Each line in the listing below that contains "INFINITY" should be returned.

● ● ● ●

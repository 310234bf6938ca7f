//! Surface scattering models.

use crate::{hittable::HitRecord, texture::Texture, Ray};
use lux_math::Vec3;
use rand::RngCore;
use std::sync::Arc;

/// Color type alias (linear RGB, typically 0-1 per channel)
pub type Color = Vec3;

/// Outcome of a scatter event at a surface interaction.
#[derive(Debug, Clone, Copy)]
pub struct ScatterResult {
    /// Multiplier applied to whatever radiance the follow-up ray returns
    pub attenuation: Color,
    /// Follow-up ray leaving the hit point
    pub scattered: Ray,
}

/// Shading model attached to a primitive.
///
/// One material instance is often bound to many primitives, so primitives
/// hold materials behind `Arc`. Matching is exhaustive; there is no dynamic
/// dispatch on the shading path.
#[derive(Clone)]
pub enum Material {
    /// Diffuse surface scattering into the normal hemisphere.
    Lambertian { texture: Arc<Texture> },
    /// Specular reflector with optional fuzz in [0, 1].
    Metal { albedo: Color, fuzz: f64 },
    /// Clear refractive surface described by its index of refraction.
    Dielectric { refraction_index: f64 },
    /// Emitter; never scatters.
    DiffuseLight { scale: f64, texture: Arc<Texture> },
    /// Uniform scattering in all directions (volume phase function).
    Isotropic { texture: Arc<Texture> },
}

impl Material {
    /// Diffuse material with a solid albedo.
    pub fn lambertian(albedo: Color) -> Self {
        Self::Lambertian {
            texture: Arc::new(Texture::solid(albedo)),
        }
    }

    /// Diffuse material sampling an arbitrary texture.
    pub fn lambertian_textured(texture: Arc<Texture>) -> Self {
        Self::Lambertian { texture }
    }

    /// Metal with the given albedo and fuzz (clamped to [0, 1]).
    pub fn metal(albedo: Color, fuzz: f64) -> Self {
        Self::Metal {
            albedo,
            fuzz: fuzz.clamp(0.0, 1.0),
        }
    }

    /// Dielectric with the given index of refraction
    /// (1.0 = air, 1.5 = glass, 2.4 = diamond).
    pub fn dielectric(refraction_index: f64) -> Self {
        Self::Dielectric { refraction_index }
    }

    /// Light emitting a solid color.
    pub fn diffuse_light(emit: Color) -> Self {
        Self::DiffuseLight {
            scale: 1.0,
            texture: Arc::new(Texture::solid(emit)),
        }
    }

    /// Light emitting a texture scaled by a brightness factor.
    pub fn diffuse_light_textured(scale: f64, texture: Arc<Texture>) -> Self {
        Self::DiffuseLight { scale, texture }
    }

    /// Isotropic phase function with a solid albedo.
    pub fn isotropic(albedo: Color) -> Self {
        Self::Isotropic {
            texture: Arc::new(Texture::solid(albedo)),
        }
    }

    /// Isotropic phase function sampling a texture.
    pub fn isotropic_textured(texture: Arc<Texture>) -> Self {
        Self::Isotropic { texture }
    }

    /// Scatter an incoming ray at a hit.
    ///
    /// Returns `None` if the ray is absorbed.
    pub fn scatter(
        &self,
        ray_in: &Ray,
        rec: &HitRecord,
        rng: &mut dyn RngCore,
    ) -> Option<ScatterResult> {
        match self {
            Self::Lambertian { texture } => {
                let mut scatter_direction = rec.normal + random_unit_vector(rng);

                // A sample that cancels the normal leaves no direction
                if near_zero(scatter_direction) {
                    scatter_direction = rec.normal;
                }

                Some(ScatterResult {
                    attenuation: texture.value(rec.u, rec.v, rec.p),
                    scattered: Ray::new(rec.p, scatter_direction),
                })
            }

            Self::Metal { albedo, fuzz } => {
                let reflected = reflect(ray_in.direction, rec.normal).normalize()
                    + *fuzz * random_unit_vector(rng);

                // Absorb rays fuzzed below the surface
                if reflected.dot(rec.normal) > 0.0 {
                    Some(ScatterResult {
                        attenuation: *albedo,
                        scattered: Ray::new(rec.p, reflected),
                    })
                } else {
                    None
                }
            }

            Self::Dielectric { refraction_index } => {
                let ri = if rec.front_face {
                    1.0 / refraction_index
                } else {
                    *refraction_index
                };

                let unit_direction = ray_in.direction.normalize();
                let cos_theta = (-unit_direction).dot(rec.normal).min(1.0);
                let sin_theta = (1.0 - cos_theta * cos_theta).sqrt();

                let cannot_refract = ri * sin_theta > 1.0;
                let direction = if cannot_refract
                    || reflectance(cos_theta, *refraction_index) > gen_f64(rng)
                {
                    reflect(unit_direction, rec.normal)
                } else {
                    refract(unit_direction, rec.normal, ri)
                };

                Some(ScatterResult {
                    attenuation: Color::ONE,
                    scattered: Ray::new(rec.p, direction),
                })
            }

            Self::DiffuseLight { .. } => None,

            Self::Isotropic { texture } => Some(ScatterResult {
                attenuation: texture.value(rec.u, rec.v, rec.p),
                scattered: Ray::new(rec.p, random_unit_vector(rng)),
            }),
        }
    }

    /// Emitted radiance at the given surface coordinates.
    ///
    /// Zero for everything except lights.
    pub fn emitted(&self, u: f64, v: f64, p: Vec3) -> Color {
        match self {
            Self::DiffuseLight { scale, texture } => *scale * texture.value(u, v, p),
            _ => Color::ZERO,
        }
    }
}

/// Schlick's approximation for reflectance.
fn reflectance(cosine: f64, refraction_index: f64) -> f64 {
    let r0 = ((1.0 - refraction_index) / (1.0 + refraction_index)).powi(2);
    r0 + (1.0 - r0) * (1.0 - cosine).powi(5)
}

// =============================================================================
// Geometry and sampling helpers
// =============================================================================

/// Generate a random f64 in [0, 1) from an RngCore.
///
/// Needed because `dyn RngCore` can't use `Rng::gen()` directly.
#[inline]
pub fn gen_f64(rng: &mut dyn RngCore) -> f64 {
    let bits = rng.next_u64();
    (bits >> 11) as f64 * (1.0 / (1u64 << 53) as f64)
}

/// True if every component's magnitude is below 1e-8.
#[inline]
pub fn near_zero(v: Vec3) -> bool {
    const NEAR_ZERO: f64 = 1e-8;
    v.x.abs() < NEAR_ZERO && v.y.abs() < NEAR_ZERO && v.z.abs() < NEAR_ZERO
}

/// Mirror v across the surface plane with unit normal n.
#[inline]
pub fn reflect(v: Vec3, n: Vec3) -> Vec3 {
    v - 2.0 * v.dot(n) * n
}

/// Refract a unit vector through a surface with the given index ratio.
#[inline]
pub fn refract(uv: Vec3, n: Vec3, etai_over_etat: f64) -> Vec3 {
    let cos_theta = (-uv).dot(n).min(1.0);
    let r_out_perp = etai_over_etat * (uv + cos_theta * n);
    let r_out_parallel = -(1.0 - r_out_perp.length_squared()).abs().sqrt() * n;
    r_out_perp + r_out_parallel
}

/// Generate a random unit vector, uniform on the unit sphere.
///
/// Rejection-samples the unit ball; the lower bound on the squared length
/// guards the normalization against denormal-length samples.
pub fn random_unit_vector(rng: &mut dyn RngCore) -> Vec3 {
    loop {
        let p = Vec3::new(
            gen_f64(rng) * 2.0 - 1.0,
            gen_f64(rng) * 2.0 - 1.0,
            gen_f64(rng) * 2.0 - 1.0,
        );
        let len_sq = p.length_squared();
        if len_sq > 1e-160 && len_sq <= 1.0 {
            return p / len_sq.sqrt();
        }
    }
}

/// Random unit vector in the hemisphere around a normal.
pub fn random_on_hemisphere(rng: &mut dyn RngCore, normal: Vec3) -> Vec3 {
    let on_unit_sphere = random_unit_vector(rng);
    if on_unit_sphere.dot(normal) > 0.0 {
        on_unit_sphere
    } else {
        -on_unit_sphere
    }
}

● ● ● ●

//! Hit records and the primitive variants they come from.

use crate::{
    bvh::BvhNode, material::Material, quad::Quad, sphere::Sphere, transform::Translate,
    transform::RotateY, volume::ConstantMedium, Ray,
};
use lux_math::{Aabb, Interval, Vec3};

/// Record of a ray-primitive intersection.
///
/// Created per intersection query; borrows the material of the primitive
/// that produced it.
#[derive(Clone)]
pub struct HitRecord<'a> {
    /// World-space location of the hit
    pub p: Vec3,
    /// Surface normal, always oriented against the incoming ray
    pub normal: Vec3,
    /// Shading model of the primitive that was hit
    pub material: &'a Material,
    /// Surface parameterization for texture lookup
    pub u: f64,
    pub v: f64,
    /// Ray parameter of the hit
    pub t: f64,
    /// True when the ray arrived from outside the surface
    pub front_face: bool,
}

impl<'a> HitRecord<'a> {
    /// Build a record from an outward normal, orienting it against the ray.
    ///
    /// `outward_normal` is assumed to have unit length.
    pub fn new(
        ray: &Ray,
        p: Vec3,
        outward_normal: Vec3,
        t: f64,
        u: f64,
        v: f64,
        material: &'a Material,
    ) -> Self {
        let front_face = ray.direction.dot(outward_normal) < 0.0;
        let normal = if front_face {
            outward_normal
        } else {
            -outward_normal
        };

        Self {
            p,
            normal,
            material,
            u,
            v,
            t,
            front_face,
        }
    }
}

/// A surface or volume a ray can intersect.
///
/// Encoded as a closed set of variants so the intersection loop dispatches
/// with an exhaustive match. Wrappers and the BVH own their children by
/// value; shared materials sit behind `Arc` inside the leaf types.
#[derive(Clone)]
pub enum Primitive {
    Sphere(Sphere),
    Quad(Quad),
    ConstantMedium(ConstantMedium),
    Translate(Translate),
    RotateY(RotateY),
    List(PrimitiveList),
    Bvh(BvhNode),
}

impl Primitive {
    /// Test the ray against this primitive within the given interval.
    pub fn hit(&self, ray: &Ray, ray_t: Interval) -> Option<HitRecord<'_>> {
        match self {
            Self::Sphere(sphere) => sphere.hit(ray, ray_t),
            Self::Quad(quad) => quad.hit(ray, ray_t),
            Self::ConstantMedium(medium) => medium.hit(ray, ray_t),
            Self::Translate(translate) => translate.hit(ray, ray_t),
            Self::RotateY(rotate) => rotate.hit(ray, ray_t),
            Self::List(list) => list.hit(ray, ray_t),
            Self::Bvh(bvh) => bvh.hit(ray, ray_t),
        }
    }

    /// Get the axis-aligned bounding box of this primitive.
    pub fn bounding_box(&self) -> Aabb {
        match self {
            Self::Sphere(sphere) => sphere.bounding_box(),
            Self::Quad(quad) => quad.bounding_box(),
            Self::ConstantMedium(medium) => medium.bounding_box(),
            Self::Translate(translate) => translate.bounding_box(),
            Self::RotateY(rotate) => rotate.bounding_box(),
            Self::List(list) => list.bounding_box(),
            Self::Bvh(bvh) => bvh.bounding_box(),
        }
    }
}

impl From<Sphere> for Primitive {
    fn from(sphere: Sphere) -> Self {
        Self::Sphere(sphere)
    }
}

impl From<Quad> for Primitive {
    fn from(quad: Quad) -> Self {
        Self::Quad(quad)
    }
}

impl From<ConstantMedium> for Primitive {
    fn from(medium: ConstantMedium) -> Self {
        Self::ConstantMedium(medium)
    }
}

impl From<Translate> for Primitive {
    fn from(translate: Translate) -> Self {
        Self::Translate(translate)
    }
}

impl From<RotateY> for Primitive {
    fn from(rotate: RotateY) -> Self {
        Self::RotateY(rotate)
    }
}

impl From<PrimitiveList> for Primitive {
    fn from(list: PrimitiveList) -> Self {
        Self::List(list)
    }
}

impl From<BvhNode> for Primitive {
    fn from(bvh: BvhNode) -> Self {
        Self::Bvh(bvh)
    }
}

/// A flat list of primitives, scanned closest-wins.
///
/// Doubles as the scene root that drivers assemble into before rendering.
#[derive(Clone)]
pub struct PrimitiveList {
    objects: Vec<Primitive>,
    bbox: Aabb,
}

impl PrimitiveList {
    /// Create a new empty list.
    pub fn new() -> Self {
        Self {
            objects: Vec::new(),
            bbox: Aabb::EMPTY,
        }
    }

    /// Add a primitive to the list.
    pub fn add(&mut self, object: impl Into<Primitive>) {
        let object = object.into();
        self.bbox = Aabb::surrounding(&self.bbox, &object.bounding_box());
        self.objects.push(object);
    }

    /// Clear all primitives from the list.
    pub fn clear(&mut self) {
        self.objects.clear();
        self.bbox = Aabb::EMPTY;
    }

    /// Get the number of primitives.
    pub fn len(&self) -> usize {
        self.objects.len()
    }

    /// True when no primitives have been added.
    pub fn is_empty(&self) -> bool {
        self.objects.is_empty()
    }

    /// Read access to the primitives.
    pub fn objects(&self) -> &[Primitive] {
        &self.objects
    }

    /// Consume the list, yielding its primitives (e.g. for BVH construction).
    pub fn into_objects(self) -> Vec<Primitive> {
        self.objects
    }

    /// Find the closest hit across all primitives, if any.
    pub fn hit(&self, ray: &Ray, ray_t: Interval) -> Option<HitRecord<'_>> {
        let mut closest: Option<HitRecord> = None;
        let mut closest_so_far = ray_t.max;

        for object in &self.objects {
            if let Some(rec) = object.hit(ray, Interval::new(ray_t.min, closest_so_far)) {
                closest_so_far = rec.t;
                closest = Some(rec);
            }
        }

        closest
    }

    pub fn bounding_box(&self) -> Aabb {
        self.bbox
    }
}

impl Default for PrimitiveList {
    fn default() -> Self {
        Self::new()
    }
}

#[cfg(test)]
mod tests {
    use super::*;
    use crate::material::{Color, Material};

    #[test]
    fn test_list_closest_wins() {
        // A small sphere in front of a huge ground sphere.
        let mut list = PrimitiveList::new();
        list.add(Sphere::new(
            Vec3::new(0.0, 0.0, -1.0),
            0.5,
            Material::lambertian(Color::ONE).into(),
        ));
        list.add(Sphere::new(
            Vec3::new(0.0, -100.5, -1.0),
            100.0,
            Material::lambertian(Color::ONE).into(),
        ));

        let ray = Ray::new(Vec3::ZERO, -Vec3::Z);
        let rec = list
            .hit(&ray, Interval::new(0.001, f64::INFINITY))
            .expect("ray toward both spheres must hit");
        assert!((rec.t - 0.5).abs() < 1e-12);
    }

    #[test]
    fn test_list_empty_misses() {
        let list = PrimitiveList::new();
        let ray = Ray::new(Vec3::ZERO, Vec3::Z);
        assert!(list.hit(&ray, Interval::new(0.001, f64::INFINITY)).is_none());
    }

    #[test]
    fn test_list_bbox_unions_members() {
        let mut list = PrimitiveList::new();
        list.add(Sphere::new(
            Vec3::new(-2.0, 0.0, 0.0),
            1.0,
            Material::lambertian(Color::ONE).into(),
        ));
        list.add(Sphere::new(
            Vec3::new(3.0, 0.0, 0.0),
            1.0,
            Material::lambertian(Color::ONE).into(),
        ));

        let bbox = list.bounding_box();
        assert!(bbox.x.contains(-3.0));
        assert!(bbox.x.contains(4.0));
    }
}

● ● ● ●

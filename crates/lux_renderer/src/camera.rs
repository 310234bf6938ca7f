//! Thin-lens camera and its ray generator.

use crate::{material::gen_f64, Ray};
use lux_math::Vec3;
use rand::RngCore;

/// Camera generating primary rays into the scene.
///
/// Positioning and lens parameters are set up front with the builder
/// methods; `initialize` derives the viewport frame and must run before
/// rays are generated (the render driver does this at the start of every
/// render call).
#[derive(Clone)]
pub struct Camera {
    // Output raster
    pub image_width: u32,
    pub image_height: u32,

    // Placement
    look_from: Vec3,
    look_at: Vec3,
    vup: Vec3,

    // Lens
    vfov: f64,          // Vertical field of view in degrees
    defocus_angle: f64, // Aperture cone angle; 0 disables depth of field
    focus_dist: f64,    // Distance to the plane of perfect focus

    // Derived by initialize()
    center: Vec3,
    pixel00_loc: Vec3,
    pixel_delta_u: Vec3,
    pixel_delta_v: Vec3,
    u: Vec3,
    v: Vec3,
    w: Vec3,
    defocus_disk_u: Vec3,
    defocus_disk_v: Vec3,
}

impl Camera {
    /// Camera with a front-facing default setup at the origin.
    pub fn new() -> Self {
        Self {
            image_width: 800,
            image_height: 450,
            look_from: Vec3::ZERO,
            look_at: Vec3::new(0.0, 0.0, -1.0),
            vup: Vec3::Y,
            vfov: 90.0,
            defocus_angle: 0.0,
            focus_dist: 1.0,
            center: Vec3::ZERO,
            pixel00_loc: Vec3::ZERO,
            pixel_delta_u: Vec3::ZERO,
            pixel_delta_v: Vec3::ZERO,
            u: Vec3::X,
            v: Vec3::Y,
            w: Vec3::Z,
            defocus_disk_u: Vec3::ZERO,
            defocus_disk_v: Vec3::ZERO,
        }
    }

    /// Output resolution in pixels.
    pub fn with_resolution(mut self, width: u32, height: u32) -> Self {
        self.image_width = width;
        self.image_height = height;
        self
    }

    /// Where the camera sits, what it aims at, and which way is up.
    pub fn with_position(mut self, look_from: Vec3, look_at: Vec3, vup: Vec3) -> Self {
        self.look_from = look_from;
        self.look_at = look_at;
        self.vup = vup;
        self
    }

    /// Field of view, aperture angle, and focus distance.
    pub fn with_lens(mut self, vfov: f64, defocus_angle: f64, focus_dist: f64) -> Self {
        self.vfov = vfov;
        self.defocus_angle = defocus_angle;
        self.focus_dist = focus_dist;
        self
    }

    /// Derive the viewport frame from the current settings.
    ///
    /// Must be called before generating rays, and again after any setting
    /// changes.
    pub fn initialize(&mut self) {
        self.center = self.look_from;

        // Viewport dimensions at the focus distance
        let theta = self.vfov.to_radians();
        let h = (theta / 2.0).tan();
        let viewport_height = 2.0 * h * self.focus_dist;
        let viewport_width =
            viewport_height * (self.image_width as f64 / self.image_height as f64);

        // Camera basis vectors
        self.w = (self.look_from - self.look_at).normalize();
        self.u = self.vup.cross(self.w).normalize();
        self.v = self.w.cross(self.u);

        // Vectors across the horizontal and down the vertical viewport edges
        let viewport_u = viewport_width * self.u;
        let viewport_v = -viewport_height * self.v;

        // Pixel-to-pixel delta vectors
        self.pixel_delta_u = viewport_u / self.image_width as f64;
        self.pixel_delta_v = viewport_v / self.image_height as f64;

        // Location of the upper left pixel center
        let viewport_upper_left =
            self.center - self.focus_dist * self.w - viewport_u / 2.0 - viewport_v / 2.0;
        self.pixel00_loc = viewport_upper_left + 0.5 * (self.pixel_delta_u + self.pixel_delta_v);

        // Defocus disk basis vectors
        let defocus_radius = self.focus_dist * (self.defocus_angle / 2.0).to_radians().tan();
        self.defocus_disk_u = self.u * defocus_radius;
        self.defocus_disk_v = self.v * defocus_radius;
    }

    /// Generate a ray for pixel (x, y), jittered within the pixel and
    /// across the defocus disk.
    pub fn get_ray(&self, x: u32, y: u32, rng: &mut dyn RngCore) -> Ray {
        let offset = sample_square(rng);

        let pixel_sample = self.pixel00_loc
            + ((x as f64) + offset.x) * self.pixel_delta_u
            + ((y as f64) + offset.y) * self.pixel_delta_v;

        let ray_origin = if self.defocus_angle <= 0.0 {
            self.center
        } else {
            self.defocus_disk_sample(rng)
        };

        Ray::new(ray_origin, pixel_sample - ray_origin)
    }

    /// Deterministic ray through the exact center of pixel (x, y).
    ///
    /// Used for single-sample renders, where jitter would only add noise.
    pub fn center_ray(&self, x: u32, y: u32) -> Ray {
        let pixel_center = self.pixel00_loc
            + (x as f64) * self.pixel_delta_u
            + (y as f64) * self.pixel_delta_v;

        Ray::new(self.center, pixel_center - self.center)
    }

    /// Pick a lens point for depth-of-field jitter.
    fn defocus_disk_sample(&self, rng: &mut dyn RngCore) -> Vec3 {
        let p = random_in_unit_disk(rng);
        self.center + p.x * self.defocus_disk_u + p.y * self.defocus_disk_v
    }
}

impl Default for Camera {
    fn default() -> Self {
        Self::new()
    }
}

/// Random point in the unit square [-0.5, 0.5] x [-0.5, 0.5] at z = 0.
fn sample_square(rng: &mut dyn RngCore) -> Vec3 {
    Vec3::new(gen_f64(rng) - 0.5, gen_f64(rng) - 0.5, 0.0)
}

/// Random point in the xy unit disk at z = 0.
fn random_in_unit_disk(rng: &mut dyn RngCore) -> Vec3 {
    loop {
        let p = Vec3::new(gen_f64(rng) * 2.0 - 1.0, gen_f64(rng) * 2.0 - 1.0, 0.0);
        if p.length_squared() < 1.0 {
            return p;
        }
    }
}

● ● ● ●

- **REPLY TO THE EXERCISE**:
            .hit(&ray, Interval::new(0.001, f64::INFINITY))
        assert!(list.hit(&ray, Interval::new(0.001, f64::INFINITY)).is_none());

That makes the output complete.